The War of All the People: The Nexus of Latin American Radicalism and Middle Eastern Terrorism, byJon B. Perdue. Washington, D.C.: Potomac Books, 2012. ISBN-978-1-59797-704-3, 263 p. $29.95

When younger readers, those not yet drawing their Social Security, hear of “terrorism,” they surely think of the tactics employed by the minority of Moslems (Islamists) who wish to place all the world, or at least the Middle Eastern portion of it, under a new caliph, an autocratic political and religious successor to the Prophet Mohammad, who would rule based on religious law (Sharia) and the authority of his position. To that end, Islamists, sometimes also called Salafis, employ violence directed at individuals, aiming to undermine their resistance to political Islam and even bring down non-Moslem governments. Such violence has been a part of our lives for the last four decades, beginning with the Iranian attack on the U.S. Embassy in Tehran and the insurgency that eventually ended the Soviet control of Afghanistan—both before the calamity of 9-11.

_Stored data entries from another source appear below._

//! Engine ports: the host's speech synthesis and recognition capabilities.
//!
//! The controller never talks to a platform API directly. It drives a
//! [`SpeechEnginePort`] and an [`AsrEnginePort`]; adapters report back by
//! sending [`EngineEvent`]s on the channel they were built with. Every
//! event carries the [`Ticket`] of the operation it belongs to.
//!
//! Adapters:
//! - `espeak`: espeak-ng subprocess per utterance, sequential queue
//! - `whisper`: cpal capture + whisper.cpp transcription (feature `whisper`)
//! - `scripted`: records calls; used for dry runs and tests
//! - [`UnavailableSpeechEngine`] / [`UnavailableAsrEngine`]: hosts without the capability

pub mod espeak;
pub mod scripted;
#[cfg(feature = "whisper")]
pub mod whisper;

use tokio::sync::mpsc;
use tracing::{info, warn};

use crate::config::{Config, RecognitionConfig};
use crate::error::{RecognitionErrorCode, SynthesisErrorCode, VoiceResult};
use crate::utterance::{Ticket, Utterance};
use crate::voice::VoiceDescriptor;

/// Which part of a narration request an engine utterance carries.
#[derive(Debug, Clone, Copy, PartialEq, Eq)]
pub enum Segment {
    Announcement,
    Main,
}

/// What a synthesis engine is asked to play.
#[derive(Debug, Clone, PartialEq)]
pub struct EngineUtterance {
    pub ticket: Ticket,
    pub segment: Segment,
    pub text: String,
    pub locale_code: String,
    /// `None` lets the engine pick its default voice for `locale_code`.
    pub voice: Option<VoiceDescriptor>,
    pub rate: f32,
    pub pitch: f32,
    pub volume: f32,
}

impl EngineUtterance {
    pub fn new(
        ticket: Ticket,
        segment: Segment,
        text: String,
        utterance: &Utterance,
        voice: Option<VoiceDescriptor>,
    ) -> Self {
        Self {
            ticket,
            segment,
            text,
            locale_code: utterance.locale_code.clone(),
            voice,
            rate: utterance.rate,
            pitch: utterance.pitch,
            volume: utterance.volume,
        }
    }
}

#[derive(Debug, Clone, PartialEq)]
pub enum SynthesisEventKind {
    Start,
    End,
    Error(SynthesisErrorCode),
}

#[derive(Debug, Clone, PartialEq)]
pub struct SynthesisEvent {
    pub ticket: Ticket,
    pub kind: SynthesisEventKind,
}

#[derive(Debug, Clone, PartialEq)]
pub enum RecognitionEventKind {
    Start,
    Result { transcript: String, is_final: bool },
    Error(RecognitionErrorCode),
    End,
}

#[derive(Debug, Clone, PartialEq)]
pub struct RecognitionEvent {
    pub ticket: Ticket,
    pub kind: RecognitionEventKind,
}

/// Everything an adapter can report.
#[derive(Debug, Clone, PartialEq)]
pub enum EngineEvent {
    Synthesis(SynthesisEvent),
    /// The synthesis voice catalog changed; re-query it.
    VoicesChanged,
    Recognition(RecognitionEvent),
}

pub type EventSender = mpsc::UnboundedSender<EngineEvent>;
pub type EventReceiver = mpsc::UnboundedReceiver<EngineEvent>;

pub fn event_channel() -> (EventSender, EventReceiver) {
    mpsc::unbounded_channel()
}

pub(crate) fn emit_synthesis(events: &EventSender, ticket: Ticket, kind: SynthesisEventKind) {
    let _ = events.send(EngineEvent::Synthesis(SynthesisEvent { ticket, kind }));
}

pub(crate) fn emit_recognition(events: &EventSender, ticket: Ticket, kind: RecognitionEventKind) {
    let _ = events.send(EngineEvent::Recognition(RecognitionEvent { ticket, kind }));
}

/// Text-to-speech capability of the host.
///
/// All calls return immediately; progress arrives later as
/// [`EngineEvent::Synthesis`].
pub trait SpeechEnginePort: Send {
    fn name(&self) -> &str;

    fn is_available(&self) -> bool {
        true
    }

    /// Queue an utterance. Utterances play in submission order.
    fn speak(&mut self, utterance: EngineUtterance) -> VoiceResult<()>;

    /// Stop the playing utterance and drop everything queued.
    fn cancel(&mut self);

    fn pause(&mut self);

    fn resume(&mut self);

    /// Voices the engine currently knows about. May be empty until the
    /// engine finishes loading.
    fn voices(&mut self) -> Vec<VoiceDescriptor>;
}

/// Speech-to-text capability of the host.
pub trait AsrEnginePort: Send {
    fn name(&self) -> &str;

    fn is_available(&self) -> bool {
        true
    }

    /// Begin a single-utterance capture tagged `ticket`.
    fn start(&mut self, ticket: Ticket, locale_code: &str) -> VoiceResult<()>;

    /// Stop capturing. The engine still reports a final result for the
    /// audio it already has, then End.
    fn stop(&mut self);

    /// Stop capturing and throw the audio away.
    fn abort(&mut self) {
        self.stop();
    }
}

/// Stand-in for hosts without speech output.
#[derive(Debug, Default)]
pub struct UnavailableSpeechEngine;

impl SpeechEnginePort for UnavailableSpeechEngine {
    fn name(&self) -> &str {
        "none"
    }

    fn is_available(&self) -> bool {
        false
    }

    fn speak(&mut self, _utterance: EngineUtterance) -> VoiceResult<()> {
        Ok(())
    }

    fn cancel(&mut self) {}

    fn pause(&mut self) {}

    fn resume(&mut self) {}

    fn voices(&mut self) -> Vec<VoiceDescriptor> {
        Vec::new()
    }
}

/// Stand-in for hosts without speech input.
#[derive(Debug, Default)]
pub struct UnavailableAsrEngine;

impl AsrEnginePort for UnavailableAsrEngine {
    fn name(&self) -> &str {
        "none"
    }

    fn is_available(&self) -> bool {
        false
    }

    fn start(&mut self, _ticket: Ticket, _locale_code: &str) -> VoiceResult<()> {
        Ok(())
    }

    fn stop(&mut self) {}
}

/// Build the synthesis adapter named by `speech.backend`.
pub fn speech_engine(config: &Config, events: EventSender) -> Box<dyn SpeechEnginePort> {
    if !config.speech.enabled {
        info!("Speech output disabled by configuration");
        return Box::new(UnavailableSpeechEngine);
    }

    match config.speech.backend.as_str() {
        "espeak" => Box::new(espeak::EspeakEngine::new(&config.espeak, events)),
        "dry-run" => Box::new(scripted::ScriptedSpeechEngine::dry_run(events)),
        "none" => Box::new(UnavailableSpeechEngine),
        other => {
            warn!("Unknown speech backend '{other}', voice output disabled");
            Box::new(UnavailableSpeechEngine)
        }
    }
}

/// Build the recognition adapter named by `recognition.backend`.
///
/// Loading a Whisper model blocks for a few seconds; call from
/// `spawn_blocking` when a runtime is busy.
pub fn recognition_engine(
    config: &RecognitionConfig,
    events: EventSender,
) -> Box<dyn AsrEnginePort> {
    if !config.enabled {
        info!("Speech input disabled by configuration");
        return Box::new(UnavailableAsrEngine);
    }

    match config.backend.as_str() {
        #[cfg(feature = "whisper")]
        "whisper" => match whisper::WhisperRecognizer::load(config, events) {
            Ok(engine) => Box::new(engine),
            Err(e) => {
                warn!("Failed to load Whisper recognizer: {e}");
                info!("Speech input disabled, continuing text-only");
                Box::new(UnavailableAsrEngine)
            }
        },
        #[cfg(not(feature = "whisper"))]
        "whisper" => {
            let _ = events;
            warn!("Built without the `whisper` feature, speech input disabled");
            Box::new(UnavailableAsrEngine)
        }
        "none" => Box::new(UnavailableAsrEngine),
        other => {
            warn!("Unknown recognition backend '{other}', speech input disabled");
            Box::new(UnavailableAsrEngine)
        }
    }
}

Older readers, however, may recall as well the earlier terrorism of the Sixties and Seventies. Secular rather than religious in motivation, its adherents’ use of violence usually drew inspiration not from fundamentalist religion but from the political left, using variants of Marxism, anti-imperialism, anti-war activism, and occasional anarchism to justify a revolutionary assault on Western society. Older readers may recall Germany’s Baader-Meinhof Gang of murderers and Italy’s Red Brigades or the violent riots by French students, which soon drew the support of French workers, shook Paris in 1968, and contributed to President de Gaulle’s departure from power in 1969. Nor were all who used violence European: the Japanese Red Army high-jacked aircraft, slaughtered travelers in the Tel Aviv airport, and took hostages across the globe; the American Weathermen and their allies bombed the U.S. Capitol, the State Department, and Pentagon in addition to taking hostages, robbing banks, and murdering policemen.

The era’s asymmetric warfare, such as that being fought in Vietnam during the Sixties, also relied on terrorism as a tactic in efforts to bring down governments and change societies. That terror found its origins and aims in classical Marxism and the military applications of Vo Nguyen Giap and before him Mao Zedong. In its early stages, such warfare used a covert political organization, small guerrilla forces, propaganda, hit-and-run attacks, and violence directed at civilian leaders to intimidate populations and undermine the legitimacy and strength of the governments the revolutionaries aimed to overthrow. Fidel Castro brought such warfare and socialist government to Cuba and Latin America, where Venezuela’s Hugo Chavez now anticipates supporting asymmetric wars and using populist terrorist violence to undermine U.S. influence and spread his control over all of Latin American.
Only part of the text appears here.